Andy Chamberlain, Director of Policy at IPSE (the Association of Independent Professionals and the Self-Employed), said: “Contractors are the most productive part of the crucial self-employed sector, which overall contributes more than £300bn to the UK economy every year. Not only that: they are absolutely vital for economic recovery, providing invaluable flexible skills to businesses getting back on their feet and adapting. But just when this sector is needed most, it has been hamstrung by the changes to IR35.”
Chamberlain said that the research shows the devastating impact the changes to IR35 have had on contractors, needlessly compounding the financial damage of the pandemic and the unnecessary gaps in support.

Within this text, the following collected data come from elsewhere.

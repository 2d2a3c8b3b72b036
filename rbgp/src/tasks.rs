//
// Copyright (c) The Holo Core Contributors
//
// SPDX-License-Identifier: MIT
//

use std::collections::BTreeSet;
use std::sync::{Arc, atomic};
use std::time::Duration;

use rbgp_utils::task::{IntervalTask, Task, TimeoutTask};
use tokio::net::TcpListener;
use tokio::sync::mpsc::{Sender, UnboundedReceiver};
use tokio::time::sleep;
use tracing::{Instrument, debug_span, error};

use crate::debug::Debug;
use crate::error::NbrRxError;
use crate::neighbor::{Neighbor, fsm};
use crate::network::{self, ConnReader, ConnWriter};
use crate::packet::message::{
    Capability, DecodeCxt, EncodeCxt, KeepaliveMsg, Message,
};

//
// BGP tasks diagram:
//                                     +--------------+
//                                     |    handle    |
//                                     +--------------+
//                                            |
//                                            |
//                             admin_rx (1x)  V
//                                     +--------------+
//                                     |              |
//                tcp_listener (Nx) -> |              | -> (Nx) nbr_tx
//                 tcp_connect (Nx) -> |              | -> (Nx) nbr_kalive_interval
//                      nbr_rx (Nx) -> |   instance   |
//                   nbr_timer (Nx) -> |              |
//                                     |              |
//                                     +--------------+
//                              table_tx (2x) |   ^ (Nx) nbr_tx
//                                            V   |
//                                     +--------------+
//                                     |    tables    |
//                                     +--------------+
//

// BGP inter-task message types.
pub mod messages {
    use std::collections::BTreeSet;
    use std::net::IpAddr;

    use rbgp_utils::bgp::AfiSafi;
    use serde::{Deserialize, Serialize};
    use tokio::net::TcpListener;
    use tokio::sync::oneshot;

    use crate::config::{NeighborCfg, TableCfg};
    use crate::error::NbrRxError;
    use crate::instance::Tables;
    use crate::neighbor::{ClearType, NeighborState, fsm};
    use crate::network::Connection;
    use crate::packet::message::{Message, NegotiatedCapability};

    // Type aliases.
    pub type ProtocolInputMsg = input::ProtocolMsg;

    // Input messages (child task -> main task).
    pub mod input {
        use super::*;

        #[derive(Debug)]
        pub enum ProtocolMsg {
            TcpAccept(TcpAcceptMsg),
            TcpConnect(TcpConnectMsg),
            NbrRx(NbrRxMsg),
            NbrTimer(NbrTimerMsg),
            Admin(AdminMsg),
        }

        #[derive(Debug)]
        pub struct TcpAcceptMsg {
            pub conn: Connection,
        }

        #[derive(Debug)]
        pub struct TcpConnectMsg {
            pub nbr_addr: IpAddr,
            pub conn: Connection,
        }

        #[derive(Debug, Deserialize, Serialize)]
        pub struct NbrRxMsg {
            pub nbr_addr: IpAddr,
            // Connection the message was read from.
            pub conn_id: u64,
            pub msg: Result<Message, NbrRxError>,
        }

        #[derive(Debug, Deserialize, Serialize)]
        pub struct NbrTimerMsg {
            pub nbr_addr: IpAddr,
            pub timer: fsm::Timer,
        }

        // Operator commands. Every one of them may be repeated safely.
        #[derive(Debug)]
        pub enum AdminMsg {
            Listen {
                listener: TcpListener,
            },
            PeerAdd {
                addr: IpAddr,
                config: NeighborCfg,
            },
            PeerRemove {
                addr: IpAddr,
            },
            TableEnable {
                afi_safi: AfiSafi,
                config: TableCfg,
            },
            TableDisable {
                afi_safi: AfiSafi,
            },
            // Re-advertise the Adj-RIB-Out toward a peer.
            RouteRefresh {
                addr: IpAddr,
                afi_safi: Option<AfiSafi>,
            },
            ClearSession {
                addr: IpAddr,
                clear_type: ClearType,
            },
            NeighborQuery {
                addr: IpAddr,
                tx: oneshot::Sender<Option<NeighborState>>,
            },
            TablesQuery {
                tx: oneshot::Sender<Tables>,
            },
        }
    }

    // Output messages (main task -> child task).
    pub mod output {
        use super::*;

        #[derive(Debug, Serialize)]
        pub enum NbrTxMsg {
            SendMessage {
                nbr_addr: IpAddr,
                msg: Message,
            },
            SendMessageList {
                nbr_addr: IpAddr,
                msg_list: Vec<Message>,
            },
            UpdateCapabilities(BTreeSet<NegotiatedCapability>),
        }
    }
}

// ===== BGP tasks =====

// TCP listening task.
pub(crate) fn tcp_listener(
    listener: TcpListener,
    tcp_acceptp: &Sender<messages::input::TcpAcceptMsg>,
) -> Task<()> {
    let span1 = debug_span!("session");
    let _span1_guard = span1.enter();
    let span2 = debug_span!("input");
    let _span2_guard = span2.enter();

    let tcp_acceptp = tcp_acceptp.clone();
    Task::spawn(
        async move {
            let _ = network::listen_loop(listener, tcp_acceptp).await;
        }
        .in_current_span(),
    )
}

// TCP connect task.
pub(crate) fn tcp_connect(
    nbr: &Neighbor,
    tcp_connectp: &Sender<messages::input::TcpConnectMsg>,
) -> Task<()> {
    let span = debug_span!("neighbor", addr = %nbr.remote_addr);
    let _span_guard = span.enter();

    let remote_addr = nbr.remote_addr;
    let tcp_connectp = tcp_connectp.clone();
    Task::spawn(
        async move {
            loop {
                match network::connect(remote_addr).await {
                    Ok(conn) => {
                        // Send message to the parent BGP task.
                        let msg = messages::input::TcpConnectMsg {
                            nbr_addr: remote_addr,
                            conn,
                        };
                        let _ = tcp_connectp.send(msg).await;
                        return;
                    }
                    Err(error) => {
                        error.log();
                        // Wait one second before trying again.
                        sleep(Duration::from_secs(1)).await;
                    }
                }
            }
        }
        .in_current_span(),
    )
}

// Neighbor TCP Rx task.
pub(crate) fn nbr_rx(
    nbr: &Neighbor,
    conn_id: u64,
    cxt: DecodeCxt,
    capabilities_adv: BTreeSet<Capability>,
    reader: ConnReader,
    nbr_msg_rxp: &Sender<messages::input::NbrRxMsg>,
) -> Task<()> {
    let span1 = debug_span!("neighbor", addr = %nbr.remote_addr);
    let _span1_guard = span1.enter();
    let span2 = debug_span!("input");
    let _span2_guard = span2.enter();

    let nbr_addr = nbr.remote_addr;
    let nbr_msg_rxp = nbr_msg_rxp.clone();

    // The read loop runs in an inner task so that a panic while parsing
    // untrusted input is reported as a closed connection.
    Task::spawn(
        async move {
            let worker_task = {
                let nbr_msg_rxp = nbr_msg_rxp.clone();
                Task::spawn(
                    async move {
                        let _ = network::nbr_read_loop(
                            reader,
                            nbr_addr,
                            conn_id,
                            cxt,
                            capabilities_adv,
                            nbr_msg_rxp,
                        )
                        .await;
                    }
                    .in_current_span(),
                )
            };
            if let Err(error) = worker_task.await
                && error.is_panic()
            {
                error!(%error, "task panicked");
                let msg = messages::input::NbrRxMsg {
                    nbr_addr,
                    conn_id,
                    msg: Err(NbrRxError::TcpConnClosed),
                };
                let _ = nbr_msg_rxp.send(msg).await;
            }
        }
        .in_current_span(),
    )
}

// Neighbor TCP Tx task.
pub(crate) fn nbr_tx(
    nbr: &Neighbor,
    cxt: EncodeCxt,
    writer: ConnWriter,
    msg_txc: UnboundedReceiver<messages::output::NbrTxMsg>,
) -> Task<()> {
    let span1 = debug_span!("neighbor", addr = %nbr.remote_addr);
    let _span1_guard = span1.enter();
    let span2 = debug_span!("output");
    let _span2_guard = span2.enter();

    Task::spawn(
        async move {
            network::nbr_write_loop(writer, cxt, msg_txc).await;
        }
        .in_current_span(),
    )
}

// Neighbor timer task.
pub(crate) fn nbr_timer(
    nbr: &Neighbor,
    timer: fsm::Timer,
    seconds: u16,
    nbr_timerp: &Sender<messages::input::NbrTimerMsg>,
) -> TimeoutTask {
    let nbr_timerp = nbr_timerp.clone();
    let nbr_addr = nbr.remote_addr;

    TimeoutTask::new(
        Duration::from_secs(seconds.into()),
        move || {
            let nbr_timerp = nbr_timerp.clone();

            async move {
                let msg = messages::input::NbrTimerMsg { nbr_addr, timer };
                let _ = nbr_timerp.send(msg).await;
            }
        },
    )
}

// Send periodic keepalive messages.
pub(crate) fn nbr_kalive_interval(
    nbr: &Neighbor,
    interval: u16,
) -> Option<IntervalTask> {
    let msg_txp = nbr.msg_txp.as_ref()?.clone();
    let nbr_addr = nbr.remote_addr;
    let msg_counter = Arc::clone(&nbr.statistics.msgs_sent.total);

    let task = IntervalTask::new(
        Duration::from_secs(interval.into()),
        false,
        move || {
            let msg_txp = msg_txp.clone();
            let msg_counter = msg_counter.clone();

            async move {
                let msg = Message::Keepalive(KeepaliveMsg {});
                Debug::NbrMsgTx(&nbr_addr, &msg).log();

                let msg =
                    messages::output::NbrTxMsg::SendMessage { nbr_addr, msg };
                let _ = msg_txp.send(msg);
                msg_counter.fetch_add(1, atomic::Ordering::Relaxed);
            }
        },
    );
    Some(task)
}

Now, just when contractors are needed most – amid mounting labour shortages across the UK and particularly in haulage – government decisions have driven out a third of the sector.
“We are keen to work with government on this, but, as this research shows, it must take this seriously: it must recognise the mess the changes to IR35 have created and work to get a grip on the situation,” said Chamberlain.
Is there a silver lining?
Dave Chaplin, CEO of IR35 Shield has a much more optimistic outlook on the IR35 situation:
“Whilst freelancers have succumbed to the triple whammy from the pressures of Brexit, the pandemic and the latest incarnation of IR35, our experience suggests this is a bottoming out of the market, and that it is starting to grow again,” said Chaplin.
The veteran IT contractor turned IR35 specialist believes that many firms chose what they say as a considered and easy option, by attempting to remain cost-neutral and risk-free by pushing a blanket ban on contractors from operating via PSCs.
“But some have since realised this has put them at a disadvantage in the competing market for talent compared to firms who have implemented processes enabling them to continue to hire contractors on an ‘outside IR35’ basis,” said Chaplin.
“For firms with large numbers of contractors, from a practical perspective they concluded they needed to press the ‘IR35 reset’ button and ban PSCs in the short term whilst they got their house in order, and are now ready to hire again, having also implemented a robust process.”
IR35: The death knell for UK’s highly skilled, digital future
For many contractors, the damage has been done, so will see little light at the end of the tunnel, especially those that felt they had no option but to retire early or leave the UK. We would like to see some solutions arise so that contractors are not penalised financially or pushed out of self-employment.
Qdos CEO, Seb Maley, on the situation and how the upcoming Autumn Budget could impact millions of self-employed:
“Millions of self-employed people and small business owners are bearing the brunt of the government’s post-pandemic tax strategy. Whether it’s the social care levy, IR35 reform or the incoming corporation tax increase, a raft of tax reforms are making things even more difficult for those working for themselves.
“These short-sighted decisions may also deter people from starting businesses, risking a lost generation of self-employed people who would contribute billions to the economy.